→ Your instructions
Every word of the listing must be returned. Retype it exactly.

→ Data
────────────────

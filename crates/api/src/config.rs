use std::env;
use std::path::PathBuf;
use std::str::FromStr;
use std::time::Duration;

use folio_core::config::{ServiceConfig, DEFAULT_MAX_UPLOAD_BYTES, PDF_MIME_TYPE};
use folio_core::retry::RetryPolicy;

#[derive(Debug, thiserror::Error)]
pub enum ConfigError {
    #[error("{0} must be set")]
    Missing(&'static str),

    #[error("{var} has invalid value {value:?}: {reason}")]
    Invalid {
        var: &'static str,
        value: String,
        reason: String,
    },
}

/// Application configuration loaded from environment variables.
#[derive(Debug, Clone)]
pub struct AppConfig {
    /// Server host to bind to.
    pub host: String,
    /// Server port to bind to.
    pub port: u16,
    /// PostgreSQL connection URL.
    pub database_url: String,
    /// Maximum database connections in the pool.
    pub db_max_connections: u32,
    /// Minimum database connections in the pool.
    pub db_min_connections: u32,
    /// How long to wait for a pooled connection.
    pub db_acquire_timeout: Duration,
    /// Secret for session tokens and signed blob URLs.
    pub jwt_secret: String,
    /// Root directory of the filesystem blob store.
    pub storage_dir: PathBuf,
    /// Externally reachable origin, used to build blob URLs.
    pub public_base_url: String,
    pub max_upload_bytes: u64,
    pub allowed_mime_type: String,
    pub signed_url_ttl: Duration,
    pub session_ttl: Duration,
    pub session_verify_attempts: u32,
    pub session_verify_delay: Duration,
    /// Bound on each store call made by a service.
    pub store_timeout: Duration,
    /// Event bus channel capacity.
    pub event_bus_capacity: usize,
    /// Log level (e.g., "info", "debug", "trace").
    pub log_level: String,
}

impl AppConfig {
    /// Load configuration from environment variables with sensible defaults.
    pub fn from_env() -> Result<Self, ConfigError> {
        Self::from_lookup(|key| env::var(key).ok())
    }

    /// Load configuration through an arbitrary variable lookup.
    pub fn from_lookup<F>(lookup: F) -> Result<Self, ConfigError>
    where
        F: Fn(&str) -> Option<String>,
    {
        let vars = Vars(lookup);
        Ok(Self {
            host: vars.string("HOST", "0.0.0.0"),
            port: vars.parse("PORT", 3030)?,
            database_url: (vars.0)("DATABASE_URL").ok_or(ConfigError::Missing("DATABASE_URL"))?,
            db_max_connections: vars.parse("DB_MAX_CONNECTIONS", 20)?,
            db_min_connections: vars.parse("DB_MIN_CONNECTIONS", 5)?,
            db_acquire_timeout: Duration::from_secs(vars.parse("DB_ACQUIRE_TIMEOUT_SECS", 5)?),
            jwt_secret: vars.string("JWT_SECRET", "dev-secret-change-me-in-production"),
            storage_dir: PathBuf::from(vars.string("STORAGE_DIR", "./data/blobs")),
            public_base_url: vars.string("PUBLIC_BASE_URL", "http://localhost:3030"),
            max_upload_bytes: vars.parse("MAX_UPLOAD_BYTES", DEFAULT_MAX_UPLOAD_BYTES)?,
            allowed_mime_type: vars.string("ALLOWED_MIME_TYPE", PDF_MIME_TYPE),
            signed_url_ttl: Duration::from_secs(vars.parse("SIGNED_URL_TTL_SECS", 3600)?),
            session_ttl: Duration::from_secs(vars.parse("SESSION_TTL_SECS", 7 * 24 * 3600)?),
            session_verify_attempts: vars.parse("SESSION_VERIFY_ATTEMPTS", 5)?,
            session_verify_delay: Duration::from_millis(vars.parse("SESSION_VERIFY_DELAY_MS", 1000)?),
            store_timeout: Duration::from_millis(vars.parse("STORE_TIMEOUT_MS", 10_000)?),
            event_bus_capacity: vars.parse("EVENT_BUS_CAPACITY", 1024)?,
            log_level: vars.string("LOG_LEVEL", "info"),
        })
    }

    /// Build the socket address string.
    pub fn addr(&self) -> String {
        format!("{}:{}", self.host, self.port)
    }

    pub fn service_config(&self) -> ServiceConfig {
        ServiceConfig {
            max_upload_bytes: self.max_upload_bytes,
            allowed_mime_type: self.allowed_mime_type.clone(),
            signed_url_ttl: self.signed_url_ttl,
            store_timeout: self.store_timeout,
            session_ttl: self.session_ttl,
            session_verify: RetryPolicy::new(self.session_verify_attempts, self.session_verify_delay),
        }
    }
}

struct Vars<F>(F);

impl<F> Vars<F>
where
    F: Fn(&str) -> Option<String>,
{
    fn string(&self, var: &str, default: &str) -> String {
        (self.0)(var).unwrap_or_else(|| default.to_string())
    }

    fn parse<T>(&self, var: &'static str, default: T) -> Result<T, ConfigError>
    where
        T: FromStr,
        T::Err: std::fmt::Display,
    {
        match (self.0)(var) {
            None => Ok(default),
            Some(value) => value.trim().parse().map_err(|e: T::Err| ConfigError::Invalid {
                var,
                reason: e.to_string(),
                value,
            }),
        }
    }
}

────────────────

→ Output
filename crates/api/src/config.rs
use std::env;
use std::path::PathBuf;
use std::str::FromStr;
use std::time::Duration;

use folio_core::config::{ServiceConfig, DEFAULT_MAX_UPLOAD_BYTES, PDF_MIME_TYPE};
use folio_core::retry::RetryPolicy;

#[derive(Debug, thiserror::Error)]
pub enum ConfigError {
    #[error("{0} must be set")]
    Missing(&'static str),

    #[error("{var} has invalid value {value:?}: {reason}")]
    Invalid {
        var: &'static str,
        value: String,
        reason: String,
    },
}

/// Application configuration loaded from environment variables.
#[derive(Debug, Clone)]
pub struct AppConfig {
    /// Server host to bind to.
    pub host: String,
    /// Server port to bind to.
    pub port: u16,
    /// PostgreSQL connection URL.
    pub database_url: String,
    /// Maximum database connections in the pool.
    pub db_max_connections: u32,
    /// Minimum database connections in the pool.
    pub db_min_connections: u32,
    /// How long to wait for a pooled connection.
    pub db_acquire_timeout: Duration,
    /// Secret for session tokens and signed blob URLs.
    pub jwt_secret: String,
    /// Root directory of the filesystem blob store.
    pub storage_dir: PathBuf,
    /// Externally reachable origin, used to build blob URLs.
    pub public_base_url: String,
    pub max_upload_bytes: u64,
    pub allowed_mime_type: String,
    pub signed_url_ttl: Duration,
    pub session_ttl: Duration,
    pub session_verify_attempts: u32,
    pub session_verify_delay: Duration,
    /// Bound on each store call made by a service.
    pub store_timeout: Duration,
    /// Event bus channel capacity.
    pub event_bus_capacity: usize,
    /// Log level (e.g., "info", "debug", "trace").
    pub log_level: String,
}

impl AppConfig {
    /// Load configuration from environment variables with sensible defaults.
    pub fn from_env() -> Result<Self, ConfigError> {
        Self::from_lookup(|key| env::var(key).ok())
    }

    /// Load configuration through an arbitrary variable lookup.
    pub fn from_lookup<F>(lookup: F) -> Result<Self, ConfigError>
    where
        F: Fn(&str) -> Option<String>,
    {
        let vars = Vars(lookup);
        Ok(Self {
            host: vars.string("HOST", "0.0.0.0"),
            port: vars.parse("PORT", 3030)?,
            database_url: (vars.0)("DATABASE_URL").ok_or(ConfigError::Missing("DATABASE_URL"))?,
            db_max_connections: vars.parse("DB_MAX_CONNECTIONS", 20)?,
            db_min_connections: vars.parse("DB_MIN_CONNECTIONS", 5)?,
            db_acquire_timeout: Duration::from_secs(vars.parse("DB_ACQUIRE_TIMEOUT_SECS", 5)?),
            jwt_secret: vars.string("JWT_SECRET", "dev-secret-change-me-in-production"),
            storage_dir: PathBuf::from(vars.string("STORAGE_DIR", "./data/blobs")),
            public_base_url: vars.string("PUBLIC_BASE_URL", "http://localhost:3030"),
            max_upload_bytes: vars.parse("MAX_UPLOAD_BYTES", DEFAULT_MAX_UPLOAD_BYTES)?,
            allowed_mime_type: vars.string("ALLOWED_MIME_TYPE", PDF_MIME_TYPE),
            signed_url_ttl: Duration::from_secs(vars.parse("SIGNED_URL_TTL_SECS", 3600)?),
            session_ttl: Duration::from_secs(vars.parse("SESSION_TTL_SECS", 7 * 24 * 3600)?),
            session_verify_attempts: vars.parse("SESSION_VERIFY_ATTEMPTS", 5)?,
            session_verify_delay: Duration::from_millis(vars.parse("SESSION_VERIFY_DELAY_MS", 1000)?),
            store_timeout: Duration::from_millis(vars.parse("STORE_TIMEOUT_MS", 10_000)?),
            event_bus_capacity: vars.parse("EVENT_BUS_CAPACITY", 1024)?,
            log_level: vars.string("LOG_LEVEL", "info"),
        })
    }

    /// Build the socket address string.
    pub fn addr(&self) -> String {
        format!("{}:{}", self.host, self.port)
    }

    pub fn service_config(&self) -> ServiceConfig {
        ServiceConfig {
            max_upload_bytes: self.max_upload_bytes,
            allowed_mime_type: self.allowed_mime_type.clone(),
            signed_url_ttl: self.signed_url_ttl,
            store_timeout: self.store_timeout,
            session_ttl: self.session_ttl,
            session_verify: RetryPolicy::new(self.session_verify_attempts, self.session_verify_delay),
        }
    }
}

struct Vars<F>(F);

impl<F> Vars<F>
where
    F: Fn(&str) -> Option<String>,
{
    fn string(&self, var: &str, default: &str) -> String {
        (self.0)(var).unwrap_or_else(|| default.to_string())
    }

    fn parse<T>(&self, var: &'static str, default: T) -> Result<T, ConfigError>
    where
        T: FromStr,
        T::Err: std::fmt::Display,
    {
        match (self.0)(var) {
            None => Ok(default),
            Some(value) => value.trim().parse().map_err(|e: T::Err| ConfigError::Invalid {
                var,
                reason: e.to_string(),
                value,
            }),
        }
    }
}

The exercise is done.